Required Qualifications

• Education:
  • Bachelor’s degree in Cybersecurity, Information Technology, Computer Science, or a related field (advanced degree preferred).
• Experience:
  • 5+ years of hands-on experience in the cybersecurity industry with demonstrated roles in SOC, Incident Response, Threat Intelligence, Malware Analysis, IDS/IPS Analysis, or similar functions.
  • Proven track record in independently investigating and analyzing alerts for anomalous, suspicious, or malicious activity and supporting remediation efforts.
• Technical Expertise:
  • Strong understanding of cyber adversarial tactics, techniques, and procedures (TTPs) related to Cyber Crime, Malware, Botnets, Hacktivism, Social Engineering, APTs, and Insider Threats.

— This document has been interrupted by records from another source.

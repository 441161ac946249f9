use std::{collections::BTreeSet, rc::Rc};

use crate::{
    catalogue::catalogue::SymbolCatalogue,
    errors::errors::{Error, ErrorImpl},
    reader::reader::{Reader, StringReader},
};

use super::{
    classifier::mark_tokens,
    config::LexerConfig,
    tokenizer::{Stage, Tokenizer},
    tokens::{unresolved_tokens, Token},
};

/// Runs the tokenizer stages over a line and classifies what is left.
pub struct Lexer<'a, C: SymbolCatalogue + ?Sized> {
    catalogue: &'a C,
    config: LexerConfig,
}

impl<'a, C: SymbolCatalogue + ?Sized> Lexer<'a, C> {
    pub fn new(catalogue: &'a C, config: LexerConfig) -> Lexer<'a, C> {
        Lexer { catalogue, config }
    }

    pub fn tokenize(&self, source: &str, file: Option<String>) -> Result<Vec<Token>, Error> {
        self.tokenize_reader(StringReader::new(source), file)
    }

    /// Stage 1 reads the whole reader; every unresolved span it leaves is
    /// handed to the next stage and the results are spliced in order.
    pub fn tokenize_reader<R: Reader>(&self, reader: R, file: Option<String>) -> Result<Vec<Token>, Error> {
        let file_name = if let Some(file) = file {
            Rc::new(file)
        } else {
            Rc::new(String::from("shell"))
        };

        let seed = Tokenizer::new(Stage::FIRST, reader, self.config, Rc::clone(&file_name), 0).into_tokens()?;

        let mut tokens = Vec::with_capacity(seed.len());
        for token in seed {
            tokens.extend(self.retokenize(token, Stage::FIRST.next(), &file_name)?);
        }

        mark_tokens(&mut tokens, self.catalogue);
        log::debug!("{}: {} tokens", file_name, tokens.len());

        Ok(tokens)
    }

    fn retokenize(&self, token: Token, stage: Option<Stage>, file: &Rc<String>) -> Result<Vec<Token>, Error> {
        let Some(stage) = stage else {
            return Ok(vec![token]);
        };
        if token.is_resolved() {
            return Ok(vec![token]);
        }

        let subtokens = Tokenizer::from_text(stage, &token.value, self.config, Rc::clone(file), token.span.start.0)
            .into_tokens()?;
        if subtokens.is_empty() {
            return Ok(vec![token]);
        }

        let mut spliced = Vec::with_capacity(subtokens.len());
        for subtoken in subtokens {
            check_splice(&token, &subtoken)?;
            spliced.extend(self.retokenize(subtoken, stage.next(), file)?);
        }

        log::trace!("{} split into {} tokens by {:?}", token, spliced.len(), stage);
        Ok(spliced)
    }

    /// Tokenizes every line of `text` and collects the sorted set of names
    /// nothing could classify. Lines that fail to tokenize are logged and
    /// skipped.
    pub fn unresolved_symbols(&self, text: &str, file: Option<String>) -> BTreeSet<String> {
        let mut symbols = BTreeSet::new();

        for line in split_lines(text) {
            match self.tokenize(line, file.clone()) {
                Ok(tokens) => symbols.extend(unresolved_names(&tokens)),
                Err(error) => log::warn!("skipping {:?}: {}", line, error),
            }
        }

        symbols
    }
}

/// A sub-token must lie inside the token it replaces.
pub(crate) fn check_splice(parent: &Token, subtoken: &Token) -> Result<(), Error> {
    if parent.span.contains(&subtoken.span) {
        return Ok(());
    }

    log::warn!("{} does not fit inside {}", subtoken, parent);
    Err(Error::new(
        ErrorImpl::ConsistencyViolation { token: parent.value.clone() },
        parent.span.start.clone(),
    ))
}

/// Texts of the tokens left UNRESOLVED.
pub fn unresolved_names(tokens: &[Token]) -> impl Iterator<Item = String> + '_ {
    unresolved_tokens(tokens).into_iter().map(|token| token.value.clone())
}

/// Non-empty lines of a source file, split on `\r` or `\n`.
pub fn split_lines(text: &str) -> impl Iterator<Item = &str> {
    text.split(['\r', '\n']).filter(|line| !line.is_empty())
}

pub fn tokenize<C: SymbolCatalogue + ?Sized>(source: String, file: Option<String>, catalogue: &C) -> Result<Vec<Token>, Error> {
    Lexer::new(catalogue, LexerConfig::default()).tokenize(&source, file)
}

  • Proficiency with advanced threat hunting tools and a solid grasp of adversarial frameworks such as MITRE ATT&CK and the Lockheed Martin Cyber Kill Chain.
• Certifications (Preferred):
  • Relevant certifications such as Network+, Security+, CISSP, CISM, GCIH, GCFA, or cloud-specific certifications like AWS Cloud Practitioner, AWS Certified Security - Specialty, or Microsoft Certified: Azure Security Engineer Associate.